(Available records Opens)

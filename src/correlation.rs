use parking_lot::Mutex;
use tokio::sync::Notify;
use tokio::time::{timeout_at, Duration, Instant};
use tracing::{debug, trace, warn};
use crate::device_id::{DeviceId, PacketId, PortId, SLOT_COUNT};
use crate::error::{D2dError, D2dResult};
use crate::link::{LinkStatus, LinkStatusListener};
use crate::packet::{D2dPacket, PacketType};

/// Outcome of looking for a specific (packet id, source) pair in a correlation slot
#[derive(Debug, Eq, PartialEq)]
pub enum SlotMatch {
    /// The slot held the expected result. The contained packet was moved out of the slot,
    ///  which is empty afterwards. Ack results carry no packet.
    Matched(Option<D2dPacket>),
    /// The slot holds a result for some other conversation that happens to map to the same
    ///  slot index
    Foreign,
    Empty,
}

struct Slot {
    expected_pkt_id: PacketId,
    expected_src_id: DeviceId,
    packet: Option<D2dPacket>,
}

impl Slot {
    fn empty() -> Slot {
        Slot {
            expected_pkt_id: PacketId::EMPTY,
            expected_src_id: DeviceId::BROADCAST,
            packet: None,
        }
    }

    fn is_empty(&self) -> bool {
        self.expected_pkt_id == PacketId::EMPTY
    }
}

struct TableState {
    slots: [Slot; SLOT_COUNT],
    /// bit `i` is set while slot `i` holds a result that no waiter has looked at yet
    event_bits: u32,
    /// incremented on every link-down event
    disconnect_epoch: u64,
}

impl TableState {
    fn store(&mut self, index: usize, pkt_id: PacketId, src_id: DeviceId, packet: Option<D2dPacket>) {
        let slot = &mut self.slots[index];
        if !slot.is_empty() {
            debug!("slot {} still holds a result for {:?} from {:?} - replacing it", index, slot.expected_pkt_id, slot.expected_src_id);
        }
        // the previous packet (if any) is dropped here
        *slot = Slot {
            expected_pkt_id: pkt_id,
            expected_src_id: src_id,
            packet,
        };
        self.event_bits |= 1 << index;
    }

    fn match_and_consume(&mut self, pkt_id: PacketId, src_id: DeviceId) -> SlotMatch {
        let slot = &mut self.slots[pkt_id.slot_index()];
        if slot.is_empty() {
            SlotMatch::Empty
        }
        else if slot.expected_pkt_id == pkt_id && slot.expected_src_id == src_id {
            let packet = slot.packet.take();
            *slot = Slot::empty();
            SlotMatch::Matched(packet)
        }
        else {
            SlotMatch::Foreign
        }
    }

    fn empty(&mut self, index: usize) {
        self.slots[index] = Slot::empty();
        self.event_bits &= !(1 << index);
    }
}


/// A fixed set of slots holding results (responses or acks) that arrived for packets sent by
///  this device, and the machinery for waiting for them.
///
/// Results are indexed by `pkt_id % SLOT_COUNT`, so two conversations can compete for the same
///  slot. This is resolved by verifying both packet id and source on retrieval: a waiter that
///  finds a foreign result discards it and keeps waiting.
///
/// NB: The lock is held only for manipulating slots and event bits, never across an `.await`
pub struct CorrelationTable {
    name: &'static str,
    state: Mutex<TableState>,
    notify: Notify,
}

impl CorrelationTable {
    pub fn new(name: &'static str) -> CorrelationTable {
        CorrelationTable {
            name,
            state: Mutex::new(TableState {
                slots: std::array::from_fn(|_| Slot::empty()),
                event_bits: 0,
                disconnect_epoch: 0,
            }),
            notify: Notify::new(),
        }
    }

    /// Stores a response packet, replacing whatever the slot held before
    pub fn store_response(&self, pkt_id: PacketId, src_id: DeviceId, packet: D2dPacket) {
        trace!("{}: storing {:?}", self.name, packet);
        self.state.lock().store(pkt_id.slot_index(), pkt_id, src_id, Some(packet));
        self.notify.notify_waiters();
    }

    pub fn store_ack(&self, pkt_id: PacketId, src_id: DeviceId) {
        trace!("{}: storing ack for {:?} from {:?}", self.name, pkt_id, src_id);
        self.state.lock().store(pkt_id.slot_index(), pkt_id, src_id, None);
        self.notify.notify_waiters();
    }

    pub fn match_and_consume(&self, pkt_id: PacketId, src_id: DeviceId) -> SlotMatch {
        self.state.lock().match_and_consume(pkt_id, src_id)
    }

    pub fn empty(&self, index: usize) {
        self.state.lock().empty(index);
    }

    /// Wakes all waits that are in progress, failing them with `Disconnected`
    pub fn disconnect_all(&self) {
        self.state.lock().disconnect_epoch += 1;
        self.notify.notify_waiters();
    }

    /// Waits for the result for a given packet id from a given source. Results stored before
    ///  the wait started are found as well.
    ///
    /// The slot is empty when this function returns, whether successfully or not.
    pub async fn wait(&self, pkt_id: PacketId, src_id: DeviceId, timeout: Duration) -> D2dResult<Option<D2dPacket>> {
        let index = pkt_id.slot_index();
        let bit = 1u32 << index;
        let deadline = Instant::now() + timeout;
        let epoch = self.state.lock().disconnect_epoch;

        loop {
            let notified = self.notify.notified();
            tokio::pin!(notified);
            // register for notifications before checking, so a store between check and await
            //  is not lost
            notified.as_mut().enable();

            {
                let mut state = self.state.lock();
                if state.disconnect_epoch != epoch {
                    debug!("{}: link went down while waiting for {:?} from {:?}", self.name, pkt_id, src_id);
                    state.empty(index);
                    return Err(D2dError::Disconnected);
                }

                if state.event_bits & bit != 0 {
                    state.event_bits &= !bit;
                    match state.match_and_consume(pkt_id, src_id) {
                        SlotMatch::Matched(packet) => {
                            trace!("{}: got result for {:?} from {:?}", self.name, pkt_id, src_id);
                            return Ok(packet);
                        }
                        SlotMatch::Foreign => {
                            debug!("{}: slot {} holds a result for a different conversation while waiting for {:?} from {:?} - discarding it", self.name, index, pkt_id, src_id);
                            state.empty(index);
                        }
                        SlotMatch::Empty => {}
                    }
                }
            }

            if timeout_at(deadline, notified).await.is_err() {
                debug!("{}: timeout waiting for {:?} from {:?}", self.name, pkt_id, src_id);
                self.state.lock().empty(index);
                return Err(D2dError::Timeout);
            }
        }
    }

    /// Waits for the first fresh result in any slot, regardless of conversation. Results without
    ///  a packet are skipped.
    pub async fn wait_any(&self, timeout: Duration) -> D2dResult<D2dPacket> {
        let deadline = Instant::now() + timeout;
        let epoch = self.state.lock().disconnect_epoch;

        loop {
            let notified = self.notify.notified();
            tokio::pin!(notified);
            notified.as_mut().enable();

            {
                let mut state = self.state.lock();
                if state.disconnect_epoch != epoch {
                    return Err(D2dError::Disconnected);
                }

                while state.event_bits != 0 {
                    let index = state.event_bits.trailing_zeros() as usize;
                    let packet = state.slots[index].packet.take();
                    state.empty(index);
                    if let Some(packet) = packet {
                        trace!("{}: got result {:?} in slot {}", self.name, packet, index);
                        return Ok(packet);
                    }
                }
            }

            if timeout_at(deadline, notified).await.is_err() {
                return Err(D2dError::Timeout);
            }
        }
    }
}


/// The two correlation tables of a device: one for responses to requests this device sent, and
///  one for acks.
pub struct ResultTables {
    pub requests: CorrelationTable,
    pub acks: CorrelationTable,
    ack_enabled: bool,
}

impl ResultTables {
    pub fn new(ack_enabled: bool) -> ResultTables {
        ResultTables {
            requests: CorrelationTable::new("request results"),
            acks: CorrelationTable::new("ack results"),
            ack_enabled,
        }
    }

    /// Returns true if the sender of a packet should wait for an ack after sending it. No slot
    ///  is reserved: an ack that arrives before the wait starts is found by the wait.
    pub fn try_claim_ack(&self, packet: &D2dPacket) -> bool {
        self.ack_enabled
            && packet.info.need_ack
            && matches!(packet.pkt_type(), PacketType::Request | PacketType::Response)
    }

    pub fn disconnect_all(&self) {
        self.requests.disconnect_all();
        self.acks.disconnect_all();
    }
}

impl LinkStatusListener for ResultTables {
    fn on_link_status(&self, port: PortId, status: LinkStatus) {
        match status {
            LinkStatus::Up => debug!("link {:?} is up", port),
            LinkStatus::Down => {
                warn!("link {:?} went down - failing all pending waits", port);
                self.disconnect_all();
            }
        }
    }
}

(Available records Closes)

**Work request**
Of the lines above, retype only those from the line containing "Wakes all waits" through the line containing "successfully or not.", including both, exactly.

**Finished task**
    /// Wakes all waits that are in progress, failing them with `Disconnected`
    pub fn disconnect_all(&self) {
        self.state.lock().disconnect_epoch += 1;
        self.notify.notify_waiters();
    }

    /// Waits for the result for a given packet id from a given source. Results stored before
    ///  the wait started are found as well.
    ///
    /// The slot is empty when this function returns, whether successfully or not.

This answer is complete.